What comes in Replica data?

Like most travel survey data, Replica provides us trip record tables and person identification tables. Each row in a trip record table defines a single trip; it is tagged with a origin/destination zone, mode, purpose, start/end time, travel time, and travel distance. Each trip is also tagged with a person ID, identifying the person taking the trip. This person ID can be matched to records in the person identification table to obtain a person’s age, employment status, work-from-home status, race/ethnicity, household income, household vehicles, household size, and home/work locations.

Unlike other travel survey data, Replica also provides information on land use with regard to tripmaking. Trip records are tagged with origin and destination land uses, and a separate table is available totaling building area and land area by land use.

Noting that this is not a comprehensive list, the unique features of Replica – and those that are helpful to our analytical efforts – are:

Age and income are defined on continuous scales: More often than not, these two variables are defined in bins (e.g. Age <18, 18-24, …; Income <$10,000, $10k-$20k, …); this is especially the case with income, due to the fact that it is a sensitive variable. When the data is binned, models can only consider these variables as factors, so a great deal of information is [potentially] lost about variability within bins; this is especially problematic with income, which often features larger bin sizes at high incomes. Continuous income and age data will allow for greater richness in demographic models of travel behavior
Work from home status is available: Due to the relatively recent rise of working from home, this variable is often ignored in demographic definitions. Understanding if a person is working from home or in person can be crucial in defining their typical daily trip decisions (e.g. someone working from home, despite being employed, is unlikely to take a work trip)
Trips are tagged with origin/destination zones: Arguably the most important feature of the replica data for our modeling. By understanding zone-to-zone flows, we can gain a great deal more insight on link level usage and the association between zone level statistics and travel behavior. Though many city-specific travel surveys contain information on trip start/end locations, we do not often work with these type of travel surveys; for the most part, we use NHTS, which again offers very limited location data.
Land use information is delivered with the trip records: Replica’s trip origin/destination land use attribute, as well as their zone-level land use aggregation tables, are unique in the travel survey space. This information allows us to understand how land use influences trip generation, and affords the opportunity to bring land use into various zone-level tripmaking models.

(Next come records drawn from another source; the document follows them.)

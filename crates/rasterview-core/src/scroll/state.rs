/// Scrollbar orientation.
#[derive(Clone, Copy, Debug, PartialEq, Eq)]
pub enum ScrollAxis {
    Horizontal,
    Vertical,
}

impl std::fmt::Display for ScrollAxis {
    fn fmt(&self, f: &mut std::fmt::Formatter<'_>) -> std::fmt::Result {
        match self {
            Self::Horizontal => write!(f, "horizontal"),
            Self::Vertical => write!(f, "vertical"),
        }
    }
}

/// Integer-range state of one scrollbar, written as a whole so a widget
/// binding never observes a value without its matching extent.
#[derive(Clone, Copy, Debug, PartialEq, Eq)]
pub struct ScrollBarState {
    pub value: i32,
    pub extent: i32,
    pub min: i32,
    pub max: i32,
    pub visible: bool,
}

impl ScrollBarState {
    pub(crate) fn hidden(max: i32) -> Self {
        Self {
            value: 0,
            extent: max,
            min: 0,
            max,
            visible: false,
        }
    }
}

/// What an update pass changed.
#[derive(Clone, Copy, Debug, Default, PartialEq, Eq)]
pub struct ScrollUpdate {
    /// User scrollbar input moved the viewport.
    pub viewport_moved: bool,
    pub horizontal_changed: bool,
    pub vertical_changed: bool,
    /// A scrollbar appeared or disappeared; hosts must redo their layout.
    pub visibility_changed: bool,
}

impl ScrollUpdate {
    pub fn is_empty(&self) -> bool {
        *self == Self::default()
    }
}

/// Quantize the view span `[view_origin, view_origin + view_size)` against
/// the scroll span into `(value, extent)` within `0..=max`. `None` when the
/// scroll span is degenerate.
pub(crate) fn quantize(
    max: i32,
    view_origin: f64,
    view_size: f64,
    scroll_origin: f64,
    scroll_size: f64,
) -> Option<(i32, i32)> {
    if !(scroll_size > 0.0 && scroll_size.is_finite()) {
        return None;
    }
    let max_f = max as f64;
    let value = (max_f * (view_origin - scroll_origin) / scroll_size)
        .round()
        .clamp(0.0, max_f) as i32;
    let extent = (max_f * view_size / scroll_size)
        .round()
        .clamp(0.0, max_f) as i32;
    Some((value, extent))
}

/// Inverse of [`quantize`]: view coordinate the scrollbar `value` points at.
pub(crate) fn dequantize(max: i32, value: i32, scroll_origin: f64, scroll_size: f64) -> f64 {
    scroll_origin + value as f64 * scroll_size / max as f64
}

Some of the drawbacks of Replica data include:

Demographic data does not feature sex or education: Both sex and education have featured in previous demographically-informed trip behavior models we have created. While the loss of education is not particularly bad, sex has been found to be a key contributor to travel decision making, so the absence of this variable is notable.
Travel time and distance are not exactly continuous: Travel time is reported in minutes, and travel distance is reported in tenths of miles; though this is likely “good enough” for most modeling applications, it can complicate some estimations. In particular, the presence of 0-minute and 0-mile trips is problematic. Simulation based approaches could mitigate the effects of this drawback, but can be time consuming

What can be done with Replica?

Opportunities for applying the Replica data can be split into two categories: theoretical explorations and equity analyses. Note that the lists below are not exhaustive and that the ideas presented are not necessarily complete – instead, they are intended to give an idea of what opportunities may be available from the Replica data, and inspire other avenues for analysis.

Theoretical explorations

The depth of the Replica data presents interesting opportunities for statistical development in the travel modeling space. Below, a few of these opportunities are detailed:

Within-zone travel time modeling: When we skim networks, we run into the problem that the travel time and distance within a zone is 0; this is a result of zones being converted into network nodes for routing, and the fact that the distance between a node and itself is 0. This, of course, is unrealistic, but we do not currently have a great method for estimating within-zone travel times. However, with the replica data, we can create a modeling frame for estimating within-zone travel times as a function of zone characteristics by looking specifically at zone-to-zone trips. We can fit mathematical models to estimate an average within-zone travel time, or to predict parameters of a distribution of within-zone travel times. We would be able to apply the results of such a model to our travel skimming to produce more accurate estimates of travel time along a network.
Variability in travel times around shortest paths: When we skim networks, we generally assume (due to convenience) that all users take the shortest path between zones for their mode of choice. However, we know this is not always the case. Because replica presents a range of travel times for between-zone pairs, we can observe how frequently the shortest path is used. In analyses focusing on just Replica data, we could compare observed travel times to the shortest path travel time to understand where there are high deviations from shortest path use. This could help identify areas where there are barriers to travel. For use in non-Replica studies, we could attempt to model parameters of a distribution of between-zone travel times as a function of the shortest path time. We could then apply the results of these models to produce more realistic expectations of travel time. One use case of this might be to produce bounded accessibilities, where our accessibility estimates would reflect a confidence interval of true accessibility given observed travel time patterns in the region.
Improvements in mode share modeling: In general, our mode share models – whether time-based, demographic-based, or a combination thereof – are “global”, or generalized to an entire region. This, however, ignores the “local” variability observed on a zone to zone basis. Local features that encourage or discourage travel by a particular mode between a pair of zones are rarely quantifiable in mode choice models (e.g. one may expect a lot of walking between two adjacent zones, but if there are no sidewalks, no walking may be observed). However, because between-zone mode shares can be calculated from the Replica data, we can bridge the gap between an “expected” mode share (based on global characteristics) and an “observed” mode share (based on local characteristics). This would allow for more nuanced definition of mode choice, and would thus improve estimates that rely on between-zone travel information (e.g. accessibility).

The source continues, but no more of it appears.